_What to do_
Give the total of lines holding the word "ErrorLocation" in the records below, and nothing else.

━━━━━━━━

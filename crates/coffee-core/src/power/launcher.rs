//! Launcher for the system sleep-inhibitor process.
//!
//! Spawns `/usr/bin/caffeinate -d` as a long-running child that blocks
//! display idle sleep until it is terminated. The launcher sits behind a
//! small trait pair so the controller can be exercised in tests without
//! touching the OS.

use crate::{CoreResult, PowerError};

use std::{
    panic::Location,
    path::{Path, PathBuf},
    process::{Child, Command, Stdio},
};

use error_location::ErrorLocation;
use tracing::{debug, info, instrument};

/// Default path of the macOS idle-sleep inhibitor.
pub(crate) const CAFFEINATE_PATH: &str = "/usr/bin/caffeinate";

/// Default arguments: `-d` prevents the display from sleeping.
pub(crate) const CAFFEINATE_ARGS: &[&str] = &["-d"];

/// Owned handle to a spawned inhibitor process.
pub trait ProcessHandle {
    /// Send a termination signal without waiting for exit.
    fn terminate(&mut self);
}

/// Spawns the long-running inhibitor process.
pub trait ProcessLauncher {
    /// Handle type returned by a successful launch.
    type Handle: ProcessHandle;

    /// Spawn the configured executable with its argument list.
    ///
    /// # Errors
    ///
    /// Returns [`PowerError::LaunchFailed`] if the process could not be
    /// started (missing executable, permission denied, resource limits).
    fn launch(&mut self) -> CoreResult<Self::Handle>;
}

/// Launches the system `caffeinate` binary.
pub struct CaffeinateLauncher {
    path: PathBuf,
    args: Vec<String>,
}

impl CaffeinateLauncher {
    /// Create a launcher for an arbitrary executable and argument list.
    pub fn new<P: AsRef<Path>>(path: P, args: Vec<String>) -> Self {
        Self {
            path: path.as_ref().to_path_buf(),
            args,
        }
    }

    /// Executable this launcher spawns.
    pub fn path(&self) -> &Path {
        &self.path
    }

    /// Arguments passed to the executable.
    pub fn args(&self) -> &[String] {
        &self.args
    }

    fn command_line(&self) -> String {
        format!("{} {}", self.path.display(), self.args.join(" "))
    }
}

impl Default for CaffeinateLauncher {
    /// `/usr/bin/caffeinate -d`: block display idle sleep until terminated.
    fn default() -> Self {
        Self::new(
            CAFFEINATE_PATH,
            CAFFEINATE_ARGS.iter().map(|arg| (*arg).to_owned()).collect(),
        )
    }
}

impl ProcessLauncher for CaffeinateLauncher {
    type Handle = Child;

    #[instrument(skip(self))]
    fn launch(&mut self) -> CoreResult<Child> {
        let child = Command::new(&self.path)
            .args(&self.args)
            .stdin(Stdio::null())
            .stdout(Stdio::null())
            .stderr(Stdio::null())
            .spawn()
            .map_err(|e| PowerError::LaunchFailed {
                command: self.command_line(),
                source: e,
                location: ErrorLocation::from(Location::caller()),
            })?;

        info!(pid = child.id(), command = %self.command_line(), "Inhibitor process started");

        Ok(child)
    }
}

impl ProcessHandle for Child {
    /// Fire-and-forget termination: no wait, no exit-status check.
    /// The child is reaped by the OS when this process exits.
    fn terminate(&mut self) {
        if let Err(e) = self.kill() {
            debug!(pid = self.id(), error = %e, "Termination signal not delivered");
        }
    }
}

━━━━━━━━

_Worked solution_
2